From the 2025 Technology Finance Symposium - East
Nigel Glenday, the CFO and COO of Masterworks.io, shared his extensive experience using AI to streamline finance and operational workflows within a highly complex art investment business. His career in investment banking, corporate strategy and specialty finance has informed his approach to using AI not just as a tool, but as a way to scale operational efficiency and knowledge across the organization. Glenday emphasizes that AI’s true value lies in its ability to serve as a thought partner, upskill teams and integrate context-specific knowledge into workflows, rather than simply generating large volumes of generic text.
A central theme of his discussion was the importance of embedding contextual knowledge into AI models to make them genuinely useful for business tasks. Off-the-shelf models often lack the nuanced understanding of a company’s internal processes, workflows and tribal knowledge, which can lead to over- or underwhelming results. To bridge this gap, Glenday has developed strategies to inject detailed instructions, structured data and persona-based prompts into AI systems. For example, he demonstrates creating “projects” that act as context-rich agents capable of providing tailored advice or performing specific tasks, such as reviewing acquisition memos or generating strategic insights for finance teams.
Glenday also highlighted the convergence of finance and engineering tools, noting that finance professionals can greatly benefit from coding literacy and workflow automation. Learning programming languages like Python allows analysts to handle data extraction, transformation and loading (ETL) tasks more efficiently than traditional spreadsheets. He emphasized that AI is particularly effective when paired with structured inputs, such as code-based diagrams or knowledge graphs, which allow the model to understand complex organizational relationships and workflows. Tools like Mermaid for diagramming and custom-built knowledge graph platforms have enabled his team to visualize processes, asset structures and performance metrics in a way that is both intuitive and actionable.
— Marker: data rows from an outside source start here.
//! Aggregated verification report.

use chrono::{DateTime, Utc};
use serde::{Deserialize, Serialize};

use crate::config::RuleConfig;
use crate::engine::Check;
use crate::model::{Board, BoardSummary};
use crate::violation::{CheckId, CheckOutcome, Severity, TruncationNotice, Violation};

/// Outcome of a single check within a run.
#[derive(Debug, Clone, PartialEq, Serialize, Deserialize)]
pub struct CheckResult {
    pub check: CheckId,
    pub name: String,
    pub severity: Severity,
    /// The check needed an input that was not provided.
    #[serde(default)]
    pub skipped: bool,
    pub violations: Vec<Violation>,
    #[serde(skip_serializing_if = "Option::is_none")]
    pub truncated: Option<TruncationNotice>,
}

impl CheckResult {
    pub fn from_outcome(check: &dyn Check, outcome: CheckOutcome) -> Self {
        Self {
            check: check.id(),
            name: check.name().to_string(),
            severity: check.severity(),
            skipped: false,
            violations: outcome.violations,
            truncated: outcome.truncated,
        }
    }

    pub fn skipped(check: &dyn Check) -> Self {
        Self {
            check: check.id(),
            name: check.name().to_string(),
            severity: check.severity(),
            skipped: true,
            violations: Vec::new(),
            truncated: None,
        }
    }

    pub fn passed(&self) -> bool {
        self.violations.iter().all(|v| v.severity != Severity::Error)
    }
}

#[derive(Debug, Clone, Serialize, Deserialize)]
pub struct Report {
    pub file: String,
    pub rules: String,
    pub generated_at: DateTime<Utc>,
    pub summary: BoardSummary,
    pub checks: Vec<CheckResult>,
    pub error_count: usize,
    pub warning_count: usize,
    pub passed: bool,
}

impl Report {
    pub fn new(board: &Board, config: &RuleConfig, checks: Vec<CheckResult>) -> Self {
        let count = |severity: Severity| {
            checks
                .iter()
                .flat_map(|c| c.violations.iter())
                .filter(|v| v.severity == severity)
                .count()
        };
        let error_count = count(Severity::Error);
        let warning_count = count(Severity::Warning);

        Self {
            file: board.filename.clone(),
            rules: config.name.clone(),
            generated_at: Utc::now(),
            summary: board.summary(),
            checks,
            error_count,
            warning_count,
            passed: error_count == 0,
        }
    }

    pub fn errors(&self) -> impl Iterator<Item = &Violation> {
        self.violations(Severity::Error)
    }

    pub fn warnings(&self) -> impl Iterator<Item = &Violation> {
        self.violations(Severity::Warning)
    }

    fn violations(&self, severity: Severity) -> impl Iterator<Item = &Violation> {
        self.checks
            .iter()
            .flat_map(|c| c.violations.iter())
            .filter(move |v| v.severity == severity)
    }

    pub fn truncations(&self) -> impl Iterator<Item = &TruncationNotice> {
        self.checks.iter().filter_map(|c| c.truncated.as_ref())
    }

    pub fn check(&self, id: CheckId) -> Option<&CheckResult> {
        self.checks.iter().find(|c| c.check == id)
    }

    /// 0 when no errors were found; warnings never fail a run.
    pub fn exit_code(&self) -> i32 {
        if self.passed {
            0
        } else {
            1
        }
    }

    pub fn to_json(&self) -> serde_json::Result<String> {
        serde_json::to_string_pretty(self)
    }
}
Practical applications of these approaches include automating the first-line review of acquisition documents, creating multi-step analytical workflows and generating visual representations of processes that were previously done manually in spreadsheets or presentation software. Glenday’s work demonstrates how AI can act as an operational lever, allowing teams to do more with less while ensuring accuracy and context-specific decision-making. He underscores that the combination of structured data, contextual prompts and integration into existing file systems or tools is key to unlocking meaningful ROI from AI initiatives.